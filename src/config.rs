//! Engine configuration.
//!
//! All tunables live in one [`AppConfig`] split into an `ai` section (model
//! endpoint and pacing) and a `storage` section (cache and history bounds).
//! The config is loaded once at startup from a JSON file; unknown keys are
//! ignored and missing keys take the documented defaults, so older config
//! files keep working across releases.
//!
//! Mutations go through [`ConfigHandle::update`], which swaps the whole
//! config atomically: in-flight requests keep the snapshot they started
//! with, the next request sees the new values.

use crate::error::EngineError;
use serde::{Deserialize, Serialize};
use std::path::Path;
use std::sync::{Arc, RwLock};
use std::time::Duration;

/// Remote model endpoint and request pacing.
#[derive(Debug, Clone, Serialize, Deserialize)]
#[serde(default)]
pub struct AiConfig {
    /// Base URL of the OpenAI-compatible endpoint, without a trailing slash.
    pub base_url: String,

    /// Bearer token sent as `Authorization: Bearer <api_key>`.
    pub api_key: String,

    /// Vision model used for page recognition.
    pub ocr_model: String,

    /// Text model used for user-directed transformations.
    pub text_model: String,

    /// Per-request timeout in seconds. Each retry gets its own timeout.
    pub timeout_s: u64,

    /// Minimum interval between outbound requests in seconds (token refill
    /// period of the rate limiter). Fractional values are allowed.
    pub request_interval_s: f64,

    /// Token-bucket capacity; also bounds the worker pool of a batch job.
    pub burst_limit: usize,

    /// Retry attempts after the first try for transient failures.
    pub max_retries: u32,

    /// Base retry delay in seconds; attempt N waits `retry_delay_s × N`.
    pub retry_delay_s: f64,
}

impl Default for AiConfig {
    fn default() -> Self {
        Self {
            base_url: "https://api.openai.com/v1".to_string(),
            api_key: String::new(),
            ocr_model: "gpt-4.1-mini".to_string(),
            text_model: "gpt-4.1-mini".to_string(),
            timeout_s: 90,
            request_interval_s: 0.5,
            burst_limit: 4,
            max_retries: 3,
            retry_delay_s: 2.0,
        }
    }
}

/// Cache and history retention bounds.
#[derive(Debug, Clone, Serialize, Deserialize)]
#[serde(default)]
pub struct StorageConfig {
    /// Maximum age of a cache entry in seconds before it reads as a miss.
    pub cache_ttl: u64,

    /// In-memory cache budget in bytes; LRU-evicted beyond this.
    pub max_cache_size: u64,

    /// History records older than this many days are removed by the
    /// retention sweep.
    pub history_retention: u32,
}

impl Default for StorageConfig {
    fn default() -> Self {
        Self {
            cache_ttl: 60 * 60 * 24 * 30,
            max_cache_size: 64 * 1024 * 1024,
            history_retention: 180,
        }
    }
}

/// Complete engine configuration.
#[derive(Debug, Clone, Default, Serialize, Deserialize)]
#[serde(default)]
pub struct AppConfig {
    pub ai: AiConfig,
    pub storage: StorageConfig,
}

impl AppConfig {
    /// Load configuration from a JSON file.
    ///
    /// A missing file yields the defaults; a present but malformed file is
    /// an error — silently ignoring a typo'd config hides real mistakes.
    pub fn load(path: &Path) -> Result<Self, EngineError> {
        if !path.exists() {
            return Ok(Self::default());
        }
        let raw = std::fs::read_to_string(path).map_err(|e| EngineError::Io {
            path: path.to_path_buf(),
            source: e,
        })?;
        let config: Self = serde_json::from_str(&raw)
            .map_err(|e| EngineError::InvalidConfig(format!("{}: {e}", path.display())))?;
        config.validate()?;
        Ok(config)
    }

    /// Validate cross-field constraints.
    pub fn validate(&self) -> Result<(), EngineError> {
        if self.ai.burst_limit == 0 {
            return Err(EngineError::InvalidConfig(
                "ai.burst_limit must be ≥ 1".into(),
            ));
        }
        if self.ai.timeout_s == 0 {
            return Err(EngineError::InvalidConfig("ai.timeout_s must be ≥ 1".into()));
        }
        if self.ai.request_interval_s < 0.0 || !self.ai.request_interval_s.is_finite() {
            return Err(EngineError::InvalidConfig(
                "ai.request_interval_s must be a non-negative number".into(),
            ));
        }
        if self.ai.retry_delay_s < 0.0 || !self.ai.retry_delay_s.is_finite() {
            return Err(EngineError::InvalidConfig(
                "ai.retry_delay_s must be a non-negative number".into(),
            ));
        }
        Ok(())
    }

    /// Request timeout as a [`Duration`].
    pub fn request_timeout(&self) -> Duration {
        Duration::from_secs(self.ai.timeout_s)
    }

    /// Token refill interval as a [`Duration`]. A zero interval is clamped
    /// to one millisecond so the bucket still refills deterministically.
    pub fn request_interval(&self) -> Duration {
        let secs = self.ai.request_interval_s.max(0.001);
        Duration::from_secs_f64(secs)
    }

    /// Cache TTL as a [`Duration`].
    pub fn cache_ttl(&self) -> Duration {
        Duration::from_secs(self.storage.cache_ttl)
    }
}

/// Shared, atomically-swappable configuration handle.
///
/// Readers take a cheap `Arc` snapshot; [`update`](Self::update) replaces
/// the whole config in one step. Holding a snapshot across an await is fine
/// and intended — a request sees one consistent config for its lifetime.
#[derive(Clone)]
pub struct ConfigHandle {
    inner: Arc<RwLock<Arc<AppConfig>>>,
}

impl ConfigHandle {
    pub fn new(config: AppConfig) -> Self {
        Self {
            inner: Arc::new(RwLock::new(Arc::new(config))),
        }
    }

    /// Current config snapshot.
    pub fn current(&self) -> Arc<AppConfig> {
        self.inner.read().expect("config lock poisoned").clone()
    }

    /// Atomically replace the configuration.
    pub fn update(&self, config: AppConfig) -> Result<(), EngineError> {
        config.validate()?;
        *self.inner.write().expect("config lock poisoned") = Arc::new(config);
        Ok(())
    }
}

impl std::fmt::Debug for ConfigHandle {
    fn fmt(&self, f: &mut std::fmt::Formatter<'_>) -> std::fmt::Result {
        f.debug_struct("ConfigHandle")
            .field("current", &self.current())
            .finish()
    }
}

#[cfg(test)]
mod tests {
    use super::*;

    #[test]
    fn defaults_are_valid() {
        let config = AppConfig::default();
        config.validate().unwrap();
        assert_eq!(config.ai.burst_limit, 4);
        assert_eq!(config.storage.history_retention, 180);
    }

    #[test]
    fn unknown_keys_are_ignored_and_missing_keys_defaulted() {
        let raw = r#"{
            "ai": { "ocr_model": "qwen-vl-max", "future_knob": true },
            "storage": { "cache_ttl": 60 },
            "window": { "width": 1024 }
        }"#;
        let config: AppConfig = serde_json::from_str(raw).unwrap();
        assert_eq!(config.ai.ocr_model, "qwen-vl-max");
        assert_eq!(config.ai.max_retries, AiConfig::default().max_retries);
        assert_eq!(config.storage.cache_ttl, 60);
        assert_eq!(
            config.storage.max_cache_size,
            StorageConfig::default().max_cache_size
        );
    }

    #[test]
    fn zero_burst_rejected() {
        let mut config = AppConfig::default();
        config.ai.burst_limit = 0;
        assert!(config.validate().is_err());
    }

    #[test]
    fn zero_interval_clamped() {
        let mut config = AppConfig::default();
        config.ai.request_interval_s = 0.0;
        assert!(config.request_interval() >= Duration::from_millis(1));
    }

    #[test]
    fn handle_swap_is_visible_to_next_reader() {
        let handle = ConfigHandle::new(AppConfig::default());
        let before = handle.current();
        let mut next = AppConfig::default();
        next.ai.ocr_model = "glm-4v".to_string();
        handle.update(next).unwrap();
        assert_eq!(before.ai.ocr_model, AiConfig::default().ocr_model);
        assert_eq!(handle.current().ai.ocr_model, "glm-4v");
    }

    #[test]
    fn missing_file_loads_defaults() {
        let dir = tempfile::tempdir().unwrap();
        let config = AppConfig::load(&dir.path().join("nope.json")).unwrap();
        assert_eq!(config.ai.timeout_s, AiConfig::default().timeout_s);
    }
}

+++

§ EXERCISE AIM:
With nothing omitted, set down all of the records again.

§ FINAL ANSWER:
filename src/config.rs
//! Engine configuration.
//!
//! All tunables live in one [`AppConfig`] split into an `ai` section (model
//! endpoint and pacing) and a `storage` section (cache and history bounds).
//! The config is loaded once at startup from a JSON file; unknown keys are
//! ignored and missing keys take the documented defaults, so older config
//! files keep working across releases.
//!
//! Mutations go through [`ConfigHandle::update`], which swaps the whole
//! config atomically: in-flight requests keep the snapshot they started
//! with, the next request sees the new values.

use crate::error::EngineError;
use serde::{Deserialize, Serialize};
use std::path::Path;
use std::sync::{Arc, RwLock};
use std::time::Duration;

/// Remote model endpoint and request pacing.
#[derive(Debug, Clone, Serialize, Deserialize)]
#[serde(default)]
pub struct AiConfig {
    /// Base URL of the OpenAI-compatible endpoint, without a trailing slash.
    pub base_url: String,

    /// Bearer token sent as `Authorization: Bearer <api_key>`.
    pub api_key: String,

    /// Vision model used for page recognition.
    pub ocr_model: String,

    /// Text model used for user-directed transformations.
    pub text_model: String,

    /// Per-request timeout in seconds. Each retry gets its own timeout.
    pub timeout_s: u64,

    /// Minimum interval between outbound requests in seconds (token refill
    /// period of the rate limiter). Fractional values are allowed.
    pub request_interval_s: f64,

    /// Token-bucket capacity; also bounds the worker pool of a batch job.
    pub burst_limit: usize,

    /// Retry attempts after the first try for transient failures.
    pub max_retries: u32,

    /// Base retry delay in seconds; attempt N waits `retry_delay_s × N`.
    pub retry_delay_s: f64,
}

impl Default for AiConfig {
    fn default() -> Self {
        Self {
            base_url: "https://api.openai.com/v1".to_string(),
            api_key: String::new(),
            ocr_model: "gpt-4.1-mini".to_string(),
            text_model: "gpt-4.1-mini".to_string(),
            timeout_s: 90,
            request_interval_s: 0.5,
            burst_limit: 4,
            max_retries: 3,
            retry_delay_s: 2.0,
        }
    }
}

/// Cache and history retention bounds.
#[derive(Debug, Clone, Serialize, Deserialize)]
#[serde(default)]
pub struct StorageConfig {
    /// Maximum age of a cache entry in seconds before it reads as a miss.
    pub cache_ttl: u64,

    /// In-memory cache budget in bytes; LRU-evicted beyond this.
    pub max_cache_size: u64,

    /// History records older than this many days are removed by the
    /// retention sweep.
    pub history_retention: u32,
}

impl Default for StorageConfig {
    fn default() -> Self {
        Self {
            cache_ttl: 60 * 60 * 24 * 30,
            max_cache_size: 64 * 1024 * 1024,
            history_retention: 180,
        }
    }
}

/// Complete engine configuration.
#[derive(Debug, Clone, Default, Serialize, Deserialize)]
#[serde(default)]
pub struct AppConfig {
    pub ai: AiConfig,
    pub storage: StorageConfig,
}

impl AppConfig {
    /// Load configuration from a JSON file.
    ///
    /// A missing file yields the defaults; a present but malformed file is
    /// an error — silently ignoring a typo'd config hides real mistakes.
    pub fn load(path: &Path) -> Result<Self, EngineError> {
        if !path.exists() {
            return Ok(Self::default());
        }
        let raw = std::fs::read_to_string(path).map_err(|e| EngineError::Io {
            path: path.to_path_buf(),
            source: e,
        })?;
        let config: Self = serde_json::from_str(&raw)
            .map_err(|e| EngineError::InvalidConfig(format!("{}: {e}", path.display())))?;
        config.validate()?;
        Ok(config)
    }

    /// Validate cross-field constraints.
    pub fn validate(&self) -> Result<(), EngineError> {
        if self.ai.burst_limit == 0 {
            return Err(EngineError::InvalidConfig(
                "ai.burst_limit must be ≥ 1".into(),
            ));
        }
        if self.ai.timeout_s == 0 {
            return Err(EngineError::InvalidConfig("ai.timeout_s must be ≥ 1".into()));
        }
        if self.ai.request_interval_s < 0.0 || !self.ai.request_interval_s.is_finite() {
            return Err(EngineError::InvalidConfig(
                "ai.request_interval_s must be a non-negative number".into(),
            ));
        }
        if self.ai.retry_delay_s < 0.0 || !self.ai.retry_delay_s.is_finite() {
            return Err(EngineError::InvalidConfig(
                "ai.retry_delay_s must be a non-negative number".into(),
            ));
        }
        Ok(())
    }

    /// Request timeout as a [`Duration`].
    pub fn request_timeout(&self) -> Duration {
        Duration::from_secs(self.ai.timeout_s)
    }

    /// Token refill interval as a [`Duration`]. A zero interval is clamped
    /// to one millisecond so the bucket still refills deterministically.
    pub fn request_interval(&self) -> Duration {
        let secs = self.ai.request_interval_s.max(0.001);
        Duration::from_secs_f64(secs)
    }

    /// Cache TTL as a [`Duration`].
    pub fn cache_ttl(&self) -> Duration {
        Duration::from_secs(self.storage.cache_ttl)
    }
}

/// Shared, atomically-swappable configuration handle.
///
/// Readers take a cheap `Arc` snapshot; [`update`](Self::update) replaces
/// the whole config in one step. Holding a snapshot across an await is fine
/// and intended — a request sees one consistent config for its lifetime.
#[derive(Clone)]
pub struct ConfigHandle {
    inner: Arc<RwLock<Arc<AppConfig>>>,
}

impl ConfigHandle {
    pub fn new(config: AppConfig) -> Self {
        Self {
            inner: Arc::new(RwLock::new(Arc::new(config))),
        }
    }

    /// Current config snapshot.
    pub fn current(&self) -> Arc<AppConfig> {
        self.inner.read().expect("config lock poisoned").clone()
    }

    /// Atomically replace the configuration.
    pub fn update(&self, config: AppConfig) -> Result<(), EngineError> {
        config.validate()?;
        *self.inner.write().expect("config lock poisoned") = Arc::new(config);
        Ok(())
    }
}

impl std::fmt::Debug for ConfigHandle {
    fn fmt(&self, f: &mut std::fmt::Formatter<'_>) -> std::fmt::Result {
        f.debug_struct("ConfigHandle")
            .field("current", &self.current())
            .finish()
    }
}

#[cfg(test)]
mod tests {
    use super::*;

    #[test]
    fn defaults_are_valid() {
        let config = AppConfig::default();
        config.validate().unwrap();
        assert_eq!(config.ai.burst_limit, 4);
        assert_eq!(config.storage.history_retention, 180);
    }

    #[test]
    fn unknown_keys_are_ignored_and_missing_keys_defaulted() {
        let raw = r#"{
            "ai": { "ocr_model": "qwen-vl-max", "future_knob": true },
            "storage": { "cache_ttl": 60 },
            "window": { "width": 1024 }
        }"#;
        let config: AppConfig = serde_json::from_str(raw).unwrap();
        assert_eq!(config.ai.ocr_model, "qwen-vl-max");
        assert_eq!(config.ai.max_retries, AiConfig::default().max_retries);
        assert_eq!(config.storage.cache_ttl, 60);
        assert_eq!(
            config.storage.max_cache_size,
            StorageConfig::default().max_cache_size
        );
    }

    #[test]
    fn zero_burst_rejected() {
        let mut config = AppConfig::default();
        config.ai.burst_limit = 0;
        assert!(config.validate().is_err());
    }

    #[test]
    fn zero_interval_clamped() {
        let mut config = AppConfig::default();
        config.ai.request_interval_s = 0.0;
        assert!(config.request_interval() >= Duration::from_millis(1));
    }

    #[test]
    fn handle_swap_is_visible_to_next_reader() {
        let handle = ConfigHandle::new(AppConfig::default());
        let before = handle.current();
        let mut next = AppConfig::default();
        next.ai.ocr_model = "glm-4v".to_string();
        handle.update(next).unwrap();
        assert_eq!(before.ai.ocr_model, AiConfig::default().ocr_model);
        assert_eq!(handle.current().ai.ocr_model, "glm-4v");
    }

    #[test]
    fn missing_file_loads_defaults() {
        let dir = tempfile::tempdir().unwrap();
        let config = AppConfig::load(&dir.path().join("nope.json")).unwrap();
        assert_eq!(config.ai.timeout_s, AiConfig::default().timeout_s);
    }
}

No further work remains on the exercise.